- *Corresponding Author:
- A. Kumar
University Institute of Pharmaceutical Science, Panjab University, Chandigarh-160 014, India
|Date of Submission||30 October 2006|
|Date of Revision||3 June 2008|
|Date of Acceptance||11 December 2008|
|Indian J Pharm Sci, 2008, 70 (6): 806-810|
Sleep deprivation disrupts significantly sleep pattern and cause poor quality of sleep. The aim the present study was to explore role of Withania somniferra root extract in sleep-disturbed rats. Male wistar rats (n=5-6/group) were sleep deprived for 24 h using grid suspended over water method. Withania somniferra extract (100 mg/kg) was administered intraperitoneally (i.p.) 30 min before actual recording (EEG and EMG) recording and electrophysiological recordings are further classified as- sleep latency, slow wave sleep, paradoxical sleep, total sleep, wakefulness. One day (24 h) sleep deprivation delayed latency sleep, reduced duration of slow wave sleep, rapid eye movement sleep, total sleep time and increased total waking as compared to animals placed on saw dust (P<0.05). Pretreatment with Withania somniferra extract (100 mg/kg) and diazepam (0.5 mg/kg) significantly improved electrophysiological parameters, which was further reversed by picrotoxin (2 mg/kg) and potentiated by muscimol (0.05 mg/kg). Flumazenil (2 mg/kg) did not produce any significant effect on the sleep parameters of Withania somnifera root extract. Present study suggests the involvement of GABAergic mechanism in the sleep promoting effect of Withania somniferra in sleep-disturbed state.

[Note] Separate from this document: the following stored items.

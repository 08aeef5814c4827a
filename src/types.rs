use chrono::NaiveDate;
use serde::{Deserialize, Serialize};
use std::fmt;
use tabled::Tabled;

/// One CSV row as read from disk, before any typing.
///
/// Only the columns the dashboard uses are listed; every other column in the
/// file is ignored by the deserializer.
#[derive(Debug, Deserialize)]
pub struct RawRow {
    pub months_as_customer: Option<String>,
    pub age: Option<String>,
    pub policy_annual_premium: Option<String>,
    pub incident_date: Option<String>,
    pub incident_city: Option<String>,
    pub incident_hour_of_the_day: Option<String>,
    pub police_report_available: Option<String>,
    pub total_claim_amount: Option<String>,
    pub injury_claim: Option<String>,
    pub property_claim: Option<String>,
    pub vehicle_claim: Option<String>,
    pub auto_year: Option<String>,
    pub fraud_reported: Option<String>,
}

/// The semantic type a dataset column must hold.
#[derive(Debug, Clone, Copy, PartialEq, Eq)]
pub enum ColumnKind {
    Integer,
    Float,
    Date,
    Text,
    Flag,
}

impl fmt::Display for ColumnKind {
    fn fmt(&self, f: &mut fmt::Formatter<'_>) -> fmt::Result {
        let name = match self {
            ColumnKind::Integer => "an integer",
            ColumnKind::Float => "a number",
            ColumnKind::Date => "a date",
            ColumnKind::Text => "text",
            ColumnKind::Flag => "Y or N",
        };
        f.write_str(name)
    }
}

#[derive(Debug, Clone, Copy, PartialEq, Eq)]
pub struct ColumnSpec {
    pub name: &'static str,
    pub kind: ColumnKind,
}

impl ColumnSpec {
    pub const fn new(name: &'static str, kind: ColumnKind) -> Self {
        Self { name, kind }
    }
}

#[derive(Debug, Clone, Copy, PartialEq, Eq, Hash, PartialOrd, Ord, Serialize)]
pub enum FraudFlag {
    #[serde(rename = "Y")]
    Yes,
    #[serde(rename = "N")]
    No,
}

impl FraudFlag {
    pub fn parse(s: &str) -> Option<Self> {
        match s.trim() {
            "Y" => Some(FraudFlag::Yes),
            "N" => Some(FraudFlag::No),
            _ => None,
        }
    }

    pub fn is_fraud(self) -> bool {
        self == FraudFlag::Yes
    }

    pub fn as_str(self) -> &'static str {
        match self {
            FraudFlag::Yes => "Y",
            FraudFlag::No => "N",
        }
    }
}

impl fmt::Display for FraudFlag {
    fn fmt(&self, f: &mut fmt::Formatter<'_>) -> fmt::Result {
        f.write_str(self.as_str())
    }
}

/// A typed claim record. The loaded table is a slice of these and is never
/// mutated after loading.
///
/// Blank cells load as `None`; each aggregate skips rows missing the fields
/// it groups or sums on. Only the fraud flag is mandatory.
#[derive(Debug, Clone, PartialEq)]
pub struct ClaimRecord {
    pub months_as_customer: Option<i64>,
    pub age: Option<i64>,
    pub policy_annual_premium: Option<f64>,
    pub incident_date: Option<NaiveDate>,
    pub incident_city: Option<String>,
    pub incident_hour_of_the_day: Option<u8>,
    pub police_report_available: Option<String>,
    pub total_claim_amount: Option<i64>,
    pub injury_claim: Option<i64>,
    pub property_claim: Option<i64>,
    pub vehicle_claim: Option<i64>,
    pub auto_year: Option<i32>,
    pub fraud_reported: FraudFlag,
}

impl ClaimRecord {
    pub fn is_fraud(&self) -> bool {
        self.fraud_reported.is_fraud()
    }

    pub fn age_group(&self) -> Option<AgeGroup> {
        self.age.map(AgeGroup::from_age)
    }
}

/// Customer age bucket used by the age-group chart.
#[derive(Debug, Clone, Copy, PartialEq, Eq, Hash, PartialOrd, Ord, Serialize)]
pub enum AgeGroup {
    Age19To24,
    Age25To30,
    Age31To35,
    Age36To40,
    Age41To45,
    Age46To50,
    Age51To55,
    Age56To59,
    Age60Plus,
}

/// Inclusive upper bound of each bucket, sorted ascending. Ages above the last
/// bound fall into `60+`.
const AGE_BINS: [(i64, AgeGroup); 8] = [
    (24, AgeGroup::Age19To24),
    (30, AgeGroup::Age25To30),
    (35, AgeGroup::Age31To35),
    (40, AgeGroup::Age36To40),
    (45, AgeGroup::Age41To45),
    (50, AgeGroup::Age46To50),
    (55, AgeGroup::Age51To55),
    (59, AgeGroup::Age56To59),
];

impl AgeGroup {
    pub const ALL: [AgeGroup; 9] = [
        AgeGroup::Age19To24,
        AgeGroup::Age25To30,
        AgeGroup::Age31To35,
        AgeGroup::Age36To40,
        AgeGroup::Age41To45,
        AgeGroup::Age46To50,
        AgeGroup::Age51To55,
        AgeGroup::Age56To59,
        AgeGroup::Age60Plus,
    ];

    /// Total over every integer: ages under 19 land in the first bucket.
    pub fn from_age(age: i64) -> Self {
        AGE_BINS
            .iter()
            .find(|(upper, _)| age <= *upper)
            .map(|(_, group)| *group)
            .unwrap_or(AgeGroup::Age60Plus)
    }

    pub fn label(self) -> &'static str {
        match self {
            AgeGroup::Age19To24 => "19 - 24",
            AgeGroup::Age25To30 => "25 - 30",
            AgeGroup::Age31To35 => "31 - 35",
            AgeGroup::Age36To40 => "36 - 40",
            AgeGroup::Age41To45 => "41 - 45",
            AgeGroup::Age46To50 => "46 - 50",
            AgeGroup::Age51To55 => "51 - 55",
            AgeGroup::Age56To59 => "56 - 59",
            AgeGroup::Age60Plus => "60+",
        }
    }
}

impl fmt::Display for AgeGroup {
    fn fmt(&self, f: &mut fmt::Formatter<'_>) -> fmt::Result {
        f.write_str(self.label())
    }
}

/// Display strings for the three summary cards.
#[derive(Debug, Clone, PartialEq, Serialize)]
pub struct CardData {
    pub percent_fraud: String,
    pub fraud_loss: String,
    pub average_claim: String,
}

impl CardData {
    pub fn rows(&self) -> Vec<CardRow> {
        vec![
            CardRow {
                card: "Fraud Reported".to_string(),
                value: self.percent_fraud.clone(),
            },
            CardRow {
                card: "Fraud Loss".to_string(),
                value: self.fraud_loss.clone(),
            },
            CardRow {
                card: "Median Claim".to_string(),
                value: self.average_claim.clone(),
            },
        ]
    }
}

#[derive(Debug, Serialize, Tabled, Clone)]
pub struct CardRow {
    #[tabled(rename = "Card")]
    pub card: String,
    #[tabled(rename = "Value")]
    pub value: String,
}

/// Count of rows per category.
#[derive(Debug, Serialize, Tabled, Clone, PartialEq)]
pub struct CategoryCount {
    #[tabled(rename = "Category")]
    pub category: String,
    #[tabled(rename = "Count")]
    pub count: usize,
}

/// Fraud and non-fraud row counts for one category.
#[derive(Debug, Serialize, Tabled, Clone, PartialEq)]
pub struct FraudSplit {
    #[tabled(rename = "Category")]
    pub category: String,
    #[tabled(rename = "Fraud")]
    pub fraud: usize,
    #[tabled(rename = "NotFraud")]
    pub not_fraud: usize,
}

/// Claim amounts on fraudulent rows for one vehicle model year.
#[derive(Debug, Serialize, Tabled, Clone, PartialEq)]
pub struct ClaimBreakdown {
    #[tabled(rename = "AutoYear")]
    pub auto_year: i32,
    #[tabled(rename = "Injury")]
    pub injury: i64,
    #[tabled(rename = "Property")]
    pub property: i64,
    #[tabled(rename = "Vehicle")]
    pub vehicle: i64,
}

#[derive(Debug, Serialize, Tabled, Clone, PartialEq)]
pub struct DailyCount {
    #[tabled(rename = "Date")]
    pub date: NaiveDate,
    #[tabled(rename = "Claims")]
    pub count: usize,
}

#[derive(Debug, Serialize, Clone, PartialEq)]
pub struct PremiumPoint {
    pub months_as_customer: i64,
    pub policy_annual_premium: f64,
    pub fraud_reported: FraudFlag,
}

Sleep, sleep deprivation, EEG, EMG
Insomnia (i.e. difficulty in falling asleep) and other sleep disorder such as RLS  are common complaints among the middle-aged populations in different countries. Sleep is defined as a combined impression from the electrophysiological parameters (EEG: electroencehalogram, EMG: electromyogram and EOG: Electro occulogram). Polysomnogram helps to identify, analyze the stages of sleep  and to evaluate the sleep pattern of hypnotic drugs. Sleep deprivation has been reported to change the normal sleep pattern significantly  and benzodiazepines increase hypnotic effects of drugs (non-REM sleep time) in rats placed on the grid [3,4]. There have been some reports comparing the characteristics of hypnotic activities of drugs on the sleep wakefulness cycle in animals [5,6]. However, most of these studies were done using normal animals, therefore making it difficult to evaluate accurately the pharmacological effects of hypnotics. New sleep disturbance model in rats is useful for estimating the characteristics of some hypnotics. It seems likely that this model was subjected to a relatively powerful stress in the insomnia model developed in the previous study because the animals were exposed to two stressors (grid and water). Many hypnotics showing different durations of effects have been developed and widely used clinically. Benzodiazepines are widely used to manage the sleep related problems and have been reported to act by GABAergic system [7,8]. The role of GABA in the regulation of sleep has already been well-documented5. Withania root extract and its constituents have been reported to have mild to moderate hypnotic action and antioxidant activity [9-11]. But no study yet reported the effect of Withania root extract in sleep-disturbed animals. Therefore, the objective of the present study was to investigate the effect of Withania somnifera root extract and their possible interactions with GABAergic modulators on the sleep-wake cycle in sleep-disturbed rats (i.e. grid suspended over water method).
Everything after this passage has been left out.